-- TASK DESCRIPTION --
Would you retype the records below exactly as they appear?

-- MATERIAL SUPPLIED --
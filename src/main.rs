use clap::Parser;
use pycroft_display::core::{binary_prefix, byte_size, cell, table, time_format};
use pycroft_display::utils::error::ErrorSeverity;
use pycroft_display::utils::logger;
use pycroft_display::utils::validation::{validate_required_field, Validate};
use pycroft_display::{
    CellValue, CliConfig, Command, DisplayConfig, Locale, PortOrdering, PrefixSystem, Result,
    TickLabel,
};
use std::io::{self, BufRead, Write};

fn main() {
    let cli = CliConfig::parse();

    // 初始化日誌
    if cli.json_logs {
        logger::init_json_logger();
    } else {
        logger::init_cli_logger(cli.verbose);
    }

    tracing::debug!("CLI config: {:?}", cli);

    if let Err(e) = run(&cli) {
        tracing::error!(
            "❌ Command failed: {} (Category: {:?}, Severity: {:?})",
            e,
            e.category(),
            e.severity()
        );
        eprintln!("❌ {}", e.user_friendly_message());
        eprintln!("💡 {}", e.recovery_suggestion());

        let exit_code = match e.severity() {
            ErrorSeverity::Low => 0,
            ErrorSeverity::Medium => 2,
            ErrorSeverity::High => 1,
            ErrorSeverity::Critical => 3,
        };

        if exit_code > 0 {
            std::process::exit(exit_code);
        }
    }
}

fn load_config(cli: &CliConfig) -> Result<DisplayConfig> {
    let mut config = match &cli.config {
        Some(path) => DisplayConfig::from_file(path)?,
        None => DisplayConfig::default(),
    };

    if let Some(preset) = cli.locale {
        config.locale.preset = preset;
    }

    config.validate()?;
    Ok(config)
}

fn run(cli: &CliConfig) -> Result<()> {
    let config = load_config(cli)?;
    let locale = config.locale();
    let stdout = io::stdout();
    let mut out = stdout.lock();

    match &cli.command {
        Command::Format { values, human, si } => {
            let system = if *si {
                PrefixSystem::Si
            } else {
                config.bytes.prefix
            };
            let cell = CellValue::from_vec(values.clone());
            let label = cell::format_cell(&cell, ", ", |value| {
                if *human {
                    byte_size::byte_formatter(Some(*value), system)
                } else {
                    Some(binary_prefix::format_with(*value, &locale))
                }
            });
            writeln!(out, "{}", label.unwrap_or_default())?;
        }
        Command::Ceil { value } => {
            writeln!(out, "{}", binary_prefix::ceil(*value))?;
        }
        Command::Ticks {
            min,
            max,
            count,
            json,
        } => {
            let count = count.unwrap_or(config.ticks.count);
            let ticks = tick_labels([*min, *max], count, &locale);
            tracing::debug!("Generated {} ticks", ticks.len());
            if *json {
                serde_json::to_writer_pretty(&mut out, &ticks)?;
                writeln!(out)?;
            } else {
                for tick in &ticks {
                    writeln!(out, "{}\t{}", tick.value, tick.label)?;
                }
            }
        }
        Command::SortPorts { names, patch } => {
            let ordering = ordering_for(*patch, &config);
            let mut names = if names.is_empty() {
                read_lines(io::stdin().lock())?
            } else {
                names.clone()
            };
            table::sort_ports(&mut names, ordering);
            for name in &names {
                writeln!(out, "{}", name)?;
            }
        }
        Command::SortTable {
            file,
            column,
            patch,
        } => {
            let column = match column {
                Some(column) => column.as_str(),
                None => validate_required_field("ports.column", &config.ports.column)?.as_str(),
            };
            let ordering = ordering_for(*patch, &config);
            let reader = std::fs::File::open(file)?;
            let rows = table::sort_csv_by_port(reader, &mut out, column, ordering)?;
            tracing::info!("Sorted {} rows of {}", rows, file.display());
        }
        Command::TimeLabel { time } => {
            writeln!(out, "{}", time_format::time_label(time, &locale))?;
        }
    }

    Ok(())
}

fn ordering_for(patch_flag: bool, config: &DisplayConfig) -> PortOrdering {
    if patch_flag {
        PortOrdering::Patch
    } else {
        config.ports.ordering()
    }
}

fn tick_labels(domain: [f64; 2], count: usize, locale: &Locale) -> Vec<TickLabel> {
    binary_prefix::tick_range(domain, Some(count))
        .iter()
        .map(|value| TickLabel {
            value,
            label: binary_prefix::format_with(value, locale),
        })
        .collect()
}

fn read_lines<R: BufRead>(reader: R) -> Result<Vec<String>> {
    let mut names = Vec::new();
    for line in reader.lines() {
        let line = line?;
        let trimmed = line.trim();
        if !trimmed.is_empty() {
            names.push(trimmed.to_string());
        }
    }
    Ok(names)
}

-- SOLUTION TO THE EXERCISE --
filename src/main.rs
use clap::Parser;
use pycroft_display::core::{binary_prefix, byte_size, cell, table, time_format};
use pycroft_display::utils::error::ErrorSeverity;
use pycroft_display::utils::logger;
use pycroft_display::utils::validation::{validate_required_field, Validate};
use pycroft_display::{
    CellValue, CliConfig, Command, DisplayConfig, Locale, PortOrdering, PrefixSystem, Result,
    TickLabel,
};
use std::io::{self, BufRead, Write};

fn main() {
    let cli = CliConfig::parse();

    // 初始化日誌
    if cli.json_logs {
        logger::init_json_logger();
    } else {
        logger::init_cli_logger(cli.verbose);
    }

    tracing::debug!("CLI config: {:?}", cli);

    if let Err(e) = run(&cli) {
        tracing::error!(
            "❌ Command failed: {} (Category: {:?}, Severity: {:?})",
            e,
            e.category(),
            e.severity()
        );
        eprintln!("❌ {}", e.user_friendly_message());
        eprintln!("💡 {}", e.recovery_suggestion());

        let exit_code = match e.severity() {
            ErrorSeverity::Low => 0,
            ErrorSeverity::Medium => 2,
            ErrorSeverity::High => 1,
            ErrorSeverity::Critical => 3,
        };

        if exit_code > 0 {
            std::process::exit(exit_code);
        }
    }
}

fn load_config(cli: &CliConfig) -> Result<DisplayConfig> {
    let mut config = match &cli.config {
        Some(path) => DisplayConfig::from_file(path)?,
        None => DisplayConfig::default(),
    };

    if let Some(preset) = cli.locale {
        config.locale.preset = preset;
    }

    config.validate()?;
    Ok(config)
}

fn run(cli: &CliConfig) -> Result<()> {
    let config = load_config(cli)?;
    let locale = config.locale();
    let stdout = io::stdout();
    let mut out = stdout.lock();

    match &cli.command {
        Command::Format { values, human, si } => {
            let system = if *si {
                PrefixSystem::Si
            } else {
                config.bytes.prefix
            };
            let cell = CellValue::from_vec(values.clone());
            let label = cell::format_cell(&cell, ", ", |value| {
                if *human {
                    byte_size::byte_formatter(Some(*value), system)
                } else {
                    Some(binary_prefix::format_with(*value, &locale))
                }
            });
            writeln!(out, "{}", label.unwrap_or_default())?;
        }
        Command::Ceil { value } => {
            writeln!(out, "{}", binary_prefix::ceil(*value))?;
        }
        Command::Ticks {
            min,
            max,
            count,
            json,
        } => {
            let count = count.unwrap_or(config.ticks.count);
            let ticks = tick_labels([*min, *max], count, &locale);
            tracing::debug!("Generated {} ticks", ticks.len());
            if *json {
                serde_json::to_writer_pretty(&mut out, &ticks)?;
                writeln!(out)?;
            } else {
                for tick in &ticks {
                    writeln!(out, "{}\t{}", tick.value, tick.label)?;
                }
            }
        }
        Command::SortPorts { names, patch } => {
            let ordering = ordering_for(*patch, &config);
            let mut names = if names.is_empty() {
                read_lines(io::stdin().lock())?
            } else {
                names.clone()
            };
            table::sort_ports(&mut names, ordering);
            for name in &names {
                writeln!(out, "{}", name)?;
            }
        }
        Command::SortTable {
            file,
            column,
            patch,
        } => {
            let column = match column {
                Some(column) => column.as_str(),
                None => validate_required_field("ports.column", &config.ports.column)?.as_str(),
            };
            let ordering = ordering_for(*patch, &config);
            let reader = std::fs::File::open(file)?;
            let rows = table::sort_csv_by_port(reader, &mut out, column, ordering)?;
            tracing::info!("Sorted {} rows of {}", rows, file.display());
        }
        Command::TimeLabel { time } => {
            writeln!(out, "{}", time_format::time_label(time, &locale))?;
        }
    }

    Ok(())
}

fn ordering_for(patch_flag: bool, config: &DisplayConfig) -> PortOrdering {
    if patch_flag {
        PortOrdering::Patch
    } else {
        config.ports.ordering()
    }
}

fn tick_labels(domain: [f64; 2], count: usize, locale: &Locale) -> Vec<TickLabel> {
    binary_prefix::tick_range(domain, Some(count))
        .iter()
        .map(|value| TickLabel {
            value,
            label: binary_prefix::format_with(value, locale),
        })
        .collect()
}

fn read_lines<R: BufRead>(reader: R) -> Result<Vec<String>> {
    let mut names = Vec::new();
    for line in reader.lines() {
        let line = line?;
        let trimmed = line.trim();
        if !trimmed.is_empty() {
            names.push(trimmed.to_string());
        }
    }
    Ok(names)
}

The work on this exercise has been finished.